Not only do we have to worry about
anxiety and
depression. You'll hope your doctor knows how to treat
PTSD better than they are treating your stroke. 1 in 4.
http://www.plosone.org/article/info%3Adoi%2F10.1371%2Fjournal.pone.0066435
Abstract
Background and Purpose
Posttraumatic
stress disorder (PTSD) is common in survivors of acute life-threatening
illness, but little is known about the burden of PTSD in survivors of
stroke and transient ischemic attack (TIA). This study estimated the
prevalence of stroke or TIA-induced posttraumatic stress disorder (PTSD)

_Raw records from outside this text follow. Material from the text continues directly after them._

use crate::addressbook::AddressBook;
use crate::amount::{Amount, ZERO};
use crate::config::LedgerConfig;
use crate::crypto::{Address, KeyPair, Sha256Hash};
use crate::error::ChainError;
use crate::mempool::Mempool;
use crate::miner::{mine_block, MAX_DIFFICULTY};
use crate::transaction::Transaction;
use sha2::{Digest, Sha256};
use tracing::{debug, info};

/// Previous-hash sentinel carried by the genesis block.
pub const GENESIS_PREVIOUS_HASH: Sha256Hash = [0u8; 32];
/// Fixed so that every fresh ledger shares the same genesis hash.
pub const GENESIS_TIMESTAMP: u64 = 1672531200000;

pub const DEFAULT_DIFFICULTY: u32 = 2;

#[derive(Debug, Clone, PartialEq, Eq, serde::Serialize, serde::Deserialize)]
pub struct Block {
    pub index: u64,
    pub timestamp: u64,
    #[serde(with = "crate::crypto::hex_hash")]
    pub previous_hash: Sha256Hash,
    pub nonce: u64,
    pub transactions: Vec<Transaction>,
    /// Stored seal. Must equal `calculate_hash()`; loading trusts it verbatim.
    #[serde(with = "crate::crypto::hex_hash")]
    pub hash: Sha256Hash,
}

impl Block {
    pub fn new(index: u64, previous_hash: Sha256Hash, transactions: Vec<Transaction>) -> Self {
        let timestamp = chrono::Utc::now().timestamp_millis() as u64;
        Self::with_timestamp(index, timestamp, previous_hash, transactions)
    }

    /// Builds an unsealed block: nonce 0, hash computed from the initial fields.
    pub fn with_timestamp(
        index: u64,
        timestamp: u64,
        previous_hash: Sha256Hash,
        transactions: Vec<Transaction>,
    ) -> Self {
        let mut block = Block {
            index,
            timestamp,
            previous_hash,
            nonce: 0,
            transactions,
            hash: [0u8; 32],
        };
        block.hash = block.calculate_hash();
        block
    }

    pub fn calculate_hash(&self) -> Sha256Hash {
        let mut hasher = Sha256::new();
        hasher.update(self.index.to_le_bytes());
        hasher.update(self.timestamp.to_le_bytes());
        hasher.update(self.previous_hash);
        hasher.update(Block::calculate_merkle_root(&self.transactions));
        hasher.update(self.nonce.to_le_bytes());
        hasher.finalize().into()
    }

    pub fn calculate_merkle_root(transactions: &[Transaction]) -> Sha256Hash {
        let mut hasher = Sha256::new();
        for tx in transactions {
            hasher.update(tx.hash());
        }
        hasher.finalize().into()
    }

    pub fn hash_str(&self) -> String {
        hex::encode(self.hash)
    }

    pub fn is_sealed(&self, difficulty: u32) -> bool {
        self.hash == self.calculate_hash() && crate::miner::meets_difficulty(&self.hash, difficulty)
    }
}

/// The ledger: hash-linked blocks, the pending pool, and the parameters
/// that govern mining. Only mutated through its own operations.
#[derive(Debug, Clone)]
pub struct Blockchain {
    pub(crate) blocks: Vec<Block>,
    pub(crate) pending: Mempool,
    pub(crate) difficulty: u32,
    pub(crate) mining_reward: Amount,
    pub(crate) address_book: AddressBook,
}

impl Blockchain {
    /// Create a ledger holding only the genesis block.
    pub fn new(difficulty: u32, mining_reward: Amount) -> Result<Self, ChainError> {
        Self::with_parts(difficulty, mining_reward, Mempool::new())
    }

    pub fn with_config(config: &LedgerConfig) -> Result<Self, ChainError> {
        config.validate()?;
        Self::with_parts(
            config.difficulty,
            config.mining_reward,
            Mempool::with_capacity(config.max_pending),
        )
    }

    fn with_parts(difficulty: u32, mining_reward: Amount, pending: Mempool) -> Result<Self, ChainError> {
        check_parameters(difficulty, mining_reward).map_err(ChainError::InvalidConfig)?;
        Ok(Blockchain {
            blocks: vec![Self::create_genesis_block()],
            pending,
            difficulty,
            mining_reward,
            address_book: AddressBook::new(),
        })
    }

    /// Genesis is accepted as built; it is never mined.
    pub fn create_genesis_block() -> Block {
        Block::with_timestamp(0, GENESIS_TIMESTAMP, GENESIS_PREVIOUS_HASH, Vec::new())
    }

    pub fn get_latest_block(&self) -> &Block {
        // Never empty: every constructor starts from a genesis block.
        &self.blocks[self.blocks.len() - 1]
    }

    pub fn blocks(&self) -> &[Block] {
        &self.blocks
    }

    /// Index of the chain head.
    pub fn height(&self) -> u64 {
        self.get_latest_block().index
    }

    pub fn pending_transactions(&self) -> &[Transaction] {
        self.pending.transactions()
    }

    pub fn difficulty(&self) -> u32 {
        self.difficulty
    }

    pub fn mining_reward(&self) -> Amount {
        self.mining_reward
    }

    pub fn address_book(&self) -> &AddressBook {
        &self.address_book
    }

    /// Queues a user transaction. Signature and balance are NOT checked
    /// here; call [`Blockchain::is_transaction_valid`] first.
    pub fn add_transaction(&mut self, tx: Transaction) -> Result<(), ChainError> {
        if tx.is_reward() {
            return Err(ChainError::RejectedTransaction(format!(
                "{} transactions are minted by mining only",
                Address::GENESIS
            )));
        }
        debug!(tx = %tx.hash_str(), sender = %tx.sender, "queued pending transaction");
        self.pending.add_transaction(tx)
    }

    /// Builds, signs, validates and queues a transfer from `keypair`'s address.
    pub fn send(
        &mut self,
        keypair: &KeyPair,
        receiver: Address,
        amount: Amount,
    ) -> Result<Transaction, ChainError> {
        let mut tx = Transaction::new(keypair.address(), receiver, amount);
        tx.sign(keypair)?;
        self.validate_transaction(&tx)?;
        self.add_transaction(tx.clone())?;
        Ok(tx)
    }

    /// Mines the pending pool plus a reward for `reward_address` into a new
    /// block and appends it. Pending transactions that no longer hold up
    /// against running balances are dropped, not mined.
    pub fn mine_pending_transactions(&mut self, reward_address: &Address) -> Result<&Block, ChainError> {
        if reward_address.as_str().is_empty() || reward_address.is_genesis() {
            return Err(ChainError::RejectedTransaction(format!(
                "'{}' cannot receive mining rewards",
                reward_address
            )));
        }

        let pending = self.pending.take_all();
        let mut transactions = self.admissible_batch(pending);
        transactions.push(Transaction::reward(reward_address.clone(), self.mining_reward));

        let (index, previous_hash) = {
            let latest = self.get_latest_block();
            (latest.index + 1, latest.hash)
        };
        let block = mine_block(Block::new(index, previous_hash, transactions), self.difficulty);

        info!(
            index = block.index,
            hash = %block.hash_str(),
            transactions = block.transactions.len(),
            "appended block"
        );
        self.blocks.push(block);
        Ok(self.get_latest_block())
    }

    /// Creates a fresh key pair, registers it, and returns its address.
    pub fn generate_address(&mut self) -> Result<(Address, KeyPair), ChainError> {
        loop {
            let keypair = KeyPair::generate()?;
            if self.address_book.contains(&keypair.address()) {
                continue;
            }
            let address = self.address_book.register(&keypair)?;
            info!(address = %address, "generated address");
            return Ok((address, keypair));
        }
    }

    pub fn key_pair_for(&self, address: &Address) -> Option<KeyPair> {
        self.address_book.key_pair_for(address)
    }

    /// Structural check only; see [`crate::crypto::is_valid_private_key`].
    pub fn is_valid_private_key(&self, key: &str) -> bool {
        crate::crypto::is_valid_private_key(key)
    }
}

pub(crate) fn check_parameters(difficulty: u32, mining_reward: Amount) -> Result<(), String> {
    if difficulty > MAX_DIFFICULTY {
        return Err(format!(
            "difficulty {} exceeds maximum {}",
            difficulty, MAX_DIFFICULTY
        ));
    }
    if mining_reward < ZERO {
        return Err(format!("mining reward {} must not be negative", mining_reward));
    }
    Ok(())
}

using systematic review and meta-analysis.
Methods
Potentially
relevant peer-reviewed journal articles were identified by searching
the Ovid MEDLINE, PsycINFO, PILOTS Database, The Cochrane Library and
Scopus from inception to January 2013; all searches were conducted on
January 31, 2013. Observational cohort studies that assessed PTSD with
specific reference to a stroke or TIA that occurred at least 1 month
prior to the PTSD assessment were included. PTSD rates and
characteristics of the study and sample were abstracted from all
included studies. The coding of all articles included demographics,
sample size, study country, and method and timing of PTSD assessment.
Results
Nine
studies (N = 1,138) met our inclusion criteria. PTSD rates varied
significantly across studies by timing of PTSD assessment (i.e., within 1
year of stroke/TIA versus greater than 1 year post-stroke/TIA; 55% of
heterogeneity explained;
Q1 = 10.30;
P =
.001). Using a random effects model, the estimated rate of
PTSD
following stroke or TIA was 23% (95% CI, 16%–33%) within 1 year of the
stroke or TIA and 11% (95% CI, 8%–14%) after 1 year.
Conclusions
Although
PTSD is commonly thought to be triggered by external events such as
combat or sexual assault, these results suggest that 1 in 4 stroke or
TIA survivors develop significant PTSD symptoms due to the stroke or
TIA. Screening for PTSD in a large population-based prospective cohort
study with cardiovascular outcome assessments is needed to yield
definitive prevalence, and determine whether stroke or TIA-induced PTSD
is a risk factor for subsequent cardiovascular events or mortality.